The Office of the Privacy of Commissioner Canada (‘OPC’) in collaboration with the Office of the Australian Information Commissioner (‘OAIC’) released, on 23 August 2016, a report outlining the results of their joint investigation into the Ashley Madison data breach, which occurred in July 2015 and compromised approximately 36 million user accounts (‘the Report’). Following the investigation, Avid Life Media Inc. (‘ALM’), the company operating the dating website Ashley Madison, entered into an enforceable undertaking with the OAIC and a compliance agreement with the OPC to ensure that its activities are in compliance with the Australian Privacy Act 1988 and the Canadian Personal Information Protection and Electronic Documents Act 2000.
“The Report did not disappoint from a privacy analysis point of view,” Alec Christie, Partner of Digital Law & Privacy at EY, told DataGuidance. “The clear, precise and targeted analysis of key elements of the privacy law in both Australia and Canada will likely be the precedent/benchmark against which future complaints and own motion investigations of organisations will be measured by the OPC and OAIC.”
In relation to information security, the Report notes that ALM confirmed that the trust-marks displayed on Ashley Madison website front-page were ‘their own fabrication rather than a validated designation by any third party.’ They included a medal icon labelled ‘trusted security award,’ a lock icon indicating the website was ‘SSL secure’ and a statement that the website offered a ‘100% discreet service.’ In particular, the OPC and OAIC affirmed, ‘These statements and trust-marks appear to convey a general impression to individuals considering the use of ALM’s services that the site held a high standard of security and discretion and that individuals could rely on these assurances.’
The Report also underlines that although ALM had physical, technological and organisational safeguards in place at the time of the breach, it did not have ‘an adequate overarching information security framework within which it assessed the adequacy of its information security.’
In the past, OAIC has insisted that a PMP was best practice.
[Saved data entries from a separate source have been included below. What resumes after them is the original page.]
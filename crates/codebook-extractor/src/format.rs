//! Per-format extraction plumbing shared by every document format

use crate::config::ExtractorConfig;
use crate::error::ExtractorError;
use crate::templates::TemplateSet;
use codebook_domain::{
    DocumentExtraction, DocumentHandle, KeywordHit, MatchType, SourceType, VariableRecord,
};
use codebook_gatekeeper::{AdmissionPolicy, Gatekeeper};
use codebook_taxonomy::Taxonomy;
use tracing::{debug, warn};

/// Read-only state every format extractor works against
pub(crate) struct Context<'a> {
    pub taxonomy: &'a Taxonomy,
    pub gatekeeper: &'a Gatekeeper,
    pub templates: &'a TemplateSet,
    pub config: &'a ExtractorConfig,
}

/// One document format's extraction pipeline
pub(crate) trait FormatExtractor {
    /// Run every extractor for this format, in its fixed order
    fn extract(
        &self,
        ctx: &Context<'_>,
        document: &DocumentHandle,
        bytes: &[u8],
    ) -> Result<DocumentExtraction, ExtractorError>;
}

/// Where a candidate was found and how
#[derive(Debug, Clone, Copy)]
pub(crate) struct Origin {
    pub source_type: SourceType,
    pub match_type: MatchType,
    pub page: Option<u32>,
    pub line: Option<u32>,
}

impl Origin {
    pub fn new(source_type: SourceType, match_type: MatchType) -> Self {
        Self {
            source_type,
            match_type,
            page: None,
            line: None,
        }
    }

    pub fn on_page(mut self, page: u32) -> Self {
        self.page = Some(page);
        self
    }

    pub fn on_line(mut self, line: u32) -> Self {
        self.line = Some(line);
        self
    }
}

/// Accumulates one document's records, hits and warnings in document order
pub(crate) struct Collector<'c, 'a> {
    ctx: &'c Context<'a>,
    extraction: DocumentExtraction,
}

impl<'c, 'a> Collector<'c, 'a> {
    pub fn new(ctx: &'c Context<'a>, source_id: &str) -> Self {
        Self {
            ctx,
            extraction: DocumentExtraction {
                source_id: source_id.to_string(),
                ..Default::default()
            },
        }
    }

    /// Validate a candidate and keep it as a tagged record if accepted
    pub fn admit(
        &mut self,
        name: &str,
        description: &str,
        policy: &AdmissionPolicy,
        origin: Origin,
    ) -> bool {
        let result = self.ctx.gatekeeper.validate(name, description, policy);
        if !result.is_accepted() {
            self.extraction.rejected += 1;
            return false;
        }

        let record = VariableRecord::new(
            result.name,
            result.description,
            self.extraction.source_id.as_str(),
            origin.source_type,
            origin.match_type,
        );
        let mut record = match record {
            Ok(record) => record,
            Err(e) => {
                debug!("Dropped candidate in {}: {}", self.extraction.source_id, e);
                self.extraction.rejected += 1;
                return false;
            }
        };

        if let Some(page) = origin.page {
            record = record.with_page(page);
        }
        if let Some(line) = origin.line {
            record = record.with_line(line);
        }
        self.ctx.taxonomy.tag(&mut record);
        self.extraction.records.push(record);
        true
    }

    /// Run the free-text templates over `text`
    pub fn admit_templates(&mut self, text: &str, source_type: SourceType, page: Option<u32>) {
        let ctx = self.ctx;
        for found in ctx.templates.apply(text) {
            let policy = ctx
                .gatekeeper
                .template_policy(found.min_description, found.max_description);
            let mut origin = Origin::new(source_type, MatchType::RegexText);
            origin.page = page;
            if self.admit(&found.name, &found.description, &policy, origin) {
                debug!("Template '{}' matched {}", found.template, found.name);
            }
        }
    }

    pub fn hit(&mut self, hit: KeywordHit) {
        self.extraction.hits.push(hit);
    }

    /// Record a non-fatal problem with the document
    pub fn warn(&mut self, message: String) {
        warn!("{}: {}", self.extraction.source_id, message);
        self.extraction.warnings.push(message);
    }

    pub fn source_id(&self) -> &str {
        &self.extraction.source_id
    }

    pub fn context(&self) -> &'c Context<'a> {
        self.ctx
    }

    pub fn finish(self) -> DocumentExtraction {
        self.extraction
    }
}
Now, it seems clear that a PMP is fundamental to organisations that collect and/or store significant amounts of personal information or any sensitive information to be able to comply with their security obligations
Christie noted, “Any organisation holding a significant amount of personal information or any sensitive information cannot meet its obligations under Canadian or Australian privacy laws in respect of information security without an adequate and coherent governance framework. In Australia this is the first time the Privacy Commissioner has put this as forcefully as this. In the past, he has insisted that a privacy management plan (‘PMP’) was best practice. Now, it seems clear that a PMP is fundamental to organisations that collect and/or store significant amounts of personal information or any sensitive information to be able to comply with their security obligations.”
Moreover, the Report addresses other ALM’s practices, including retaining personal information of users after profiles had been deactivated or deleted by users, and when profiles were inactive, charging users to ‘fully delete’ their profiles, not confirming the accuracy of user email addresses before collecting or using them, and finally ALM’s transparency with users about its personal information handling practices.
Christie concluded, “We encourage you to read the Report, in particular for its analysis of the obligations of information security, deletion and de-identification of personal information, transparency and openness and, most importantly, how basic privacy compliance (i.e. not having a PMP) will no longer be sufficient for most organisations collecting and holding personal information.”